Pre-packaging what exactly? Docker must be installed outside of a chroot, which means that we are not intimately in control of the environment. Specifically, docker and containerd are Go programs which make foreign function interface calls into C. This in turn naturally creates dependencies upon specific builds of, say, pthreads or libc. Even the smallest differences in the ABI of these objects lead to runtime linker errors, hence why there are platform specific builds to begin with.

We have identified two paths thus far.

The Minimum Viable Set

Find the minimum viable set of RPM and Debian installation packages that cover Alation's support matrix. For example, CentOS 8 RPMs work on RHEL 8 so we can double reuse those for RPMs for those two platforms.

The following is a non-exhaustive sampling of which packages for what platform appears to work of other platforms as well.

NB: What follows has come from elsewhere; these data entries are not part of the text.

//! Application-wide error types.

use thiserror::Error;

#[derive(Debug, Error)]
pub enum IndexerError {
    #[error("Database error: {0}")]
    Database(#[from] sqlx::Error),

    #[error("Migration error: {0}")]
    Migrate(#[from] sqlx::migrate::MigrateError),

    #[error("HTTP error: {0}")]
    Http(#[from] reqwest::Error),

    #[error("JSON error: {0}")]
    Json(#[from] serde_json::Error),

    #[error("Configuration error: {0}")]
    Config(String),

    #[error("RPC error {code}: {message}")]
    Rpc { code: i64, message: String },

    #[error("Event parse error: {0}")]
    EventParse(String),
}

pub type Result<T> = std::result::Result<T, IndexerError>;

  • CentOS 8 work on RHEL 8
  • CentOS 8 does not work on CentOS 7 due to a newer grammar level of the RPM script itself.
  • CentOS 7 does not work on CentOS 8 due to a broken dependency.
  • No version of Fedora works (as in executes successfully) on the other versions of Fedora due to differing versions of GLIBC breaking the linker.
  • Ubuntu 20 appears to work for 18 and 16 as well.
  • Debian 10 appears to work for 9.
  • Oracle Linux not tested yet.

All told, so far it's coming out to about 500MB worth of installation packages in order to cover this matrix. Note that this is VERY likely to grow, especially due to Fedora (which is a bleeding-edge distribution that does not shy away from breakages between releases, hence the broken GLIBC .sos mentioned above). As these packages are binary data, they are not compressing particularly well.

Pros:

  • As simple as wrangling as many packages as necessary.
  • Relatively low effort for engineering.

Cons:

  • You will likely have to go and find a good package for each new platform supported.
  • Starts out as about a 500MB bundle of installables.
  • The above FS footprint for is likely to grow steadily over time as breaking changes are made (Fedora specifically as it is a bleeding edge operating system that is not shy about breaking, for example, GLIBC which broke between 32 and 33).
  • You would need to maintain an install.sh script that can go through a sort of install wizard in order to select the correct package ("Which OS/version are you? We are installing this exact package, is that okay?"). This install script will require training in order to use and will inevitably raise a support escalation the first time the wrong package is installed, mysterious linker errors pop up, and the box has to be walked back to a working state (for which the strategy on how to do so can change from platform to platform).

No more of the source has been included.